## Your task
Every line of the data below must be given again exactly.

# # #

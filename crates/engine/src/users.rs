//! Users table (minimal entity).
//!
//! Debts reference their parties by `username`.

use sea_orm::entity::prelude::*;

#[derive(Clone, Debug, PartialEq, DeriveEntityModel)]
#[sea_orm(table_name = "users")]
pub struct Model {
    #[sea_orm(primary_key, auto_increment = false)]
    pub username: String,
    pub password: String,
}

#[derive(Copy, Clone, Debug, EnumIter, DeriveRelation)]
pub enum Relation {}

impl ActiveModelBehavior for ActiveModel {}
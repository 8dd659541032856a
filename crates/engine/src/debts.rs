//! Debt records.
//!
//! A `DebtRecord` is the shared financial fact under management: `lender_id`
//! is owed `amount` by `borrower_id`. Once created it is only mutated through
//! an approved change request.

use chrono::{DateTime, Utc};
use sea_orm::{ActiveValue, entity::prelude::*};
use serde::{Deserialize, Serialize};
use uuid::Uuid;

use crate::{EngineError, MoneyCents, Party, ResultEngine, util::parse_uuid};

#[derive(Clone, Copy, Debug, Default, PartialEq, Eq, Serialize, Deserialize)]
#[serde(rename_all = "snake_case")]
pub enum DebtStatus {
    #[default]
    Pending,
    Paid,
}

impl DebtStatus {
    pub fn as_str(self) -> &'static str {
        match self {
            Self::Pending => "pending",
            Self::Paid => "paid",
        }
    }
}

impl TryFrom<&str> for DebtStatus {
    type Error = EngineError;

    fn try_from(value: &str) -> Result<Self, Self::Error> {
        match value {
            "pending" => Ok(Self::Pending),
            "paid" => Ok(Self::Paid),
            other => Err(EngineError::InvalidId(format!("invalid debt status: {other}"))),
        }
    }
}

#[derive(Clone, Debug, PartialEq, Eq, Serialize, Deserialize)]
pub struct DebtRecord {
    pub id: Uuid,
    pub lender_id: String,
    pub borrower_id: String,
    pub amount: MoneyCents,
    pub description: Option<String>,
    pub status: DebtStatus,
    pub group_id: Option<String>,
    pub reminder_id: Option<Uuid>,
    pub created_at: DateTime<Utc>,
}

impl DebtRecord {
    pub fn new(
        lender_id: String,
        borrower_id: String,
        amount: MoneyCents,
        description: Option<String>,
        group_id: Option<String>,
        created_at: DateTime<Utc>,
    ) -> ResultEngine<Self> {
        if lender_id == borrower_id {
            return Err(EngineError::InvalidRequest(
                "lender and borrower must differ".to_string(),
            ));
        }
        let amount = amount.ensure_positive("amount")?;
        Ok(Self {
            id: Uuid::new_v4(),
            lender_id,
            borrower_id,
            amount,
            description,
            status: DebtStatus::Pending,
            group_id,
            reminder_id: None,
            created_at,
        })
    }

    /// Role of `user_id` on this debt, `None` when not a party.
    pub fn party_of(&self, user_id: &str) -> Option<Party> {
        Party::of(user_id, &self.lender_id, &self.borrower_id)
    }

    /// Username holding `party` on this debt.
    pub fn user_of(&self, party: Party) -> &str {
        match party {
            Party::Lender => &self.lender_id,
            Party::Borrower => &self.borrower_id,
        }
    }
}

#[derive(Clone, Debug, PartialEq, DeriveEntityModel)]
#[sea_orm(table_name = "debts")]
pub struct Model {
    #[sea_orm(primary_key, auto_increment = false)]
    pub id: String,
    pub lender_id: String,
    pub borrower_id: String,
    pub amount_minor: i64,
    pub description: Option<String>,
    pub status: String,
    pub group_id: Option<String>,
    pub reminder_id: Option<String>,
    pub created_at: DateTimeUtc,
}

#[derive(Copy, Clone, Debug, EnumIter, DeriveRelation)]
pub enum Relation {
    #[sea_orm(
        belongs_to = "super::reminders::Entity",
        from = "Column::ReminderId",
        to = "super::reminders::Column::Id",
        on_update = "NoAction",
        on_delete = "SetNull"
    )]
    Reminders,
    #[sea_orm(has_many = "super::debt_transactions::Entity")]
    DebtTransactions,
}

impl Related<super::reminders::Entity> for Entity {
    fn to() -> RelationDef {
        Relation::Reminders.def()
    }
}

impl Related<super::debt_transactions::Entity> for Entity {
    fn to() -> RelationDef {
        Relation::DebtTransactions.def()
    }
}

impl ActiveModelBehavior for ActiveModel {}

impl From<&DebtRecord> for ActiveModel {
    fn from(debt: &DebtRecord) -> Self {
        Self {
            id: ActiveValue::Set(debt.id.to_string()),
            lender_id: ActiveValue::Set(debt.lender_id.clone()),
            borrower_id: ActiveValue::Set(debt.borrower_id.clone()),
            amount_minor: ActiveValue::Set(debt.amount.cents()),
            description: ActiveValue::Set(debt.description.clone()),
            status: ActiveValue::Set(debt.status.as_str().to_string()),
            group_id: ActiveValue::Set(debt.group_id.clone()),
            reminder_id: ActiveValue::Set(debt.reminder_id.map(|id| id.to_string())),
            created_at: ActiveValue::Set(debt.created_at),
        }
    }
}

impl TryFrom<Model> for DebtRecord {
    type Error = EngineError;

    fn try_from(model: Model) -> Result<Self, Self::Error> {
        Ok(Self {
            id: parse_uuid(&model.id, "debt")?,
            lender_id: model.lender_id,
            borrower_id: model.borrower_id,
            amount: MoneyCents::new(model.amount_minor),
            description: model.description,
            status: DebtStatus::try_from(model.status.as_str())?,
            group_id: model.group_id,
            reminder_id: model
                .reminder_id
                .as_deref()
                .map(|id| parse_uuid(id, "reminder"))
                .transpose()?,
            created_at: model.created_at,
        })
    }
}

# # #

## Solution
filename crates/engine/src/users.rs
//! Users table (minimal entity).
//!
//! Debts reference their parties by `username`.

use sea_orm::entity::prelude::*;

#[derive(Clone, Debug, PartialEq, DeriveEntityModel)]
#[sea_orm(table_name = "users")]
pub struct Model {
    #[sea_orm(primary_key, auto_increment = false)]
    pub username: String,
    pub password: String,
}

#[derive(Copy, Clone, Debug, EnumIter, DeriveRelation)]
pub enum Relation {}

impl ActiveModelBehavior for ActiveModel {}
repository 8dd659541032856a
filename crates/engine/src/debts.rs
//! Debt records.
//!
//! A `DebtRecord` is the shared financial fact under management: `lender_id`
//! is owed `amount` by `borrower_id`. Once created it is only mutated through
//! an approved change request.

use chrono::{DateTime, Utc};
use sea_orm::{ActiveValue, entity::prelude::*};
use serde::{Deserialize, Serialize};
use uuid::Uuid;

use crate::{EngineError, MoneyCents, Party, ResultEngine, util::parse_uuid};

#[derive(Clone, Copy, Debug, Default, PartialEq, Eq, Serialize, Deserialize)]
#[serde(rename_all = "snake_case")]
pub enum DebtStatus {
    #[default]
    Pending,
    Paid,
}

impl DebtStatus {
    pub fn as_str(self) -> &'static str {
        match self {
            Self::Pending => "pending",
            Self::Paid => "paid",
        }
    }
}

impl TryFrom<&str> for DebtStatus {
    type Error = EngineError;

    fn try_from(value: &str) -> Result<Self, Self::Error> {
        match value {
            "pending" => Ok(Self::Pending),
            "paid" => Ok(Self::Paid),
            other => Err(EngineError::InvalidId(format!("invalid debt status: {other}"))),
        }
    }
}

#[derive(Clone, Debug, PartialEq, Eq, Serialize, Deserialize)]
pub struct DebtRecord {
    pub id: Uuid,
    pub lender_id: String,
    pub borrower_id: String,
    pub amount: MoneyCents,
    pub description: Option<String>,
    pub status: DebtStatus,
    pub group_id: Option<String>,
    pub reminder_id: Option<Uuid>,
    pub created_at: DateTime<Utc>,
}

impl DebtRecord {
    pub fn new(
        lender_id: String,
        borrower_id: String,
        amount: MoneyCents,
        description: Option<String>,
        group_id: Option<String>,
        created_at: DateTime<Utc>,
    ) -> ResultEngine<Self> {
        if lender_id == borrower_id {
            return Err(EngineError::InvalidRequest(
                "lender and borrower must differ".to_string(),
            ));
        }
        let amount = amount.ensure_positive("amount")?;
        Ok(Self {
            id: Uuid::new_v4(),
            lender_id,
            borrower_id,
            amount,
            description,
            status: DebtStatus::Pending,
            group_id,
            reminder_id: None,
            created_at,
        })
    }

    /// Role of `user_id` on this debt, `None` when not a party.
    pub fn party_of(&self, user_id: &str) -> Option<Party> {
        Party::of(user_id, &self.lender_id, &self.borrower_id)
    }

    /// Username holding `party` on this debt.
    pub fn user_of(&self, party: Party) -> &str {
        match party {
            Party::Lender => &self.lender_id,
            Party::Borrower => &self.borrower_id,
        }
    }
}

#[derive(Clone, Debug, PartialEq, DeriveEntityModel)]
#[sea_orm(table_name = "debts")]
pub struct Model {
    #[sea_orm(primary_key, auto_increment = false)]
    pub id: String,
    pub lender_id: String,
    pub borrower_id: String,
    pub amount_minor: i64,
    pub description: Option<String>,
    pub status: String,
    pub group_id: Option<String>,
    pub reminder_id: Option<String>,
    pub created_at: DateTimeUtc,
}

#[derive(Copy, Clone, Debug, EnumIter, DeriveRelation)]
pub enum Relation {
    #[sea_orm(
        belongs_to = "super::reminders::Entity",
        from = "Column::ReminderId",
        to = "super::reminders::Column::Id",
        on_update = "NoAction",
        on_delete = "SetNull"
    )]
    Reminders,
    #[sea_orm(has_many = "super::debt_transactions::Entity")]
    DebtTransactions,
}

impl Related<super::reminders::Entity> for Entity {
    fn to() -> RelationDef {
        Relation::Reminders.def()
    }
}

impl Related<super::debt_transactions::Entity> for Entity {
    fn to() -> RelationDef {
        Relation::DebtTransactions.def()
    }
}

impl ActiveModelBehavior for ActiveModel {}

impl From<&DebtRecord> for ActiveModel {
    fn from(debt: &DebtRecord) -> Self {
        Self {
            id: ActiveValue::Set(debt.id.to_string()),
            lender_id: ActiveValue::Set(debt.lender_id.clone()),
            borrower_id: ActiveValue::Set(debt.borrower_id.clone()),
            amount_minor: ActiveValue::Set(debt.amount.cents()),
            description: ActiveValue::Set(debt.description.clone()),
            status: ActiveValue::Set(debt.status.as_str().to_string()),
            group_id: ActiveValue::Set(debt.group_id.clone()),
            reminder_id: ActiveValue::Set(debt.reminder_id.map(|id| id.to_string())),
            created_at: ActiveValue::Set(debt.created_at),
        }
    }
}

impl TryFrom<Model> for DebtRecord {
    type Error = EngineError;

    fn try_from(model: Model) -> Result<Self, Self::Error> {
        Ok(Self {
            id: parse_uuid(&model.id, "debt")?,
            lender_id: model.lender_id,
            borrower_id: model.borrower_id,
            amount: MoneyCents::new(model.amount_minor),
            description: model.description,
            status: DebtStatus::try_from(model.status.as_str())?,
            group_id: model.group_id,
            reminder_id: model
                .reminder_id
                .as_deref()
                .map(|id| parse_uuid(id, "reminder"))
                .transpose()?,
            created_at: model.created_at,
        })
    }
}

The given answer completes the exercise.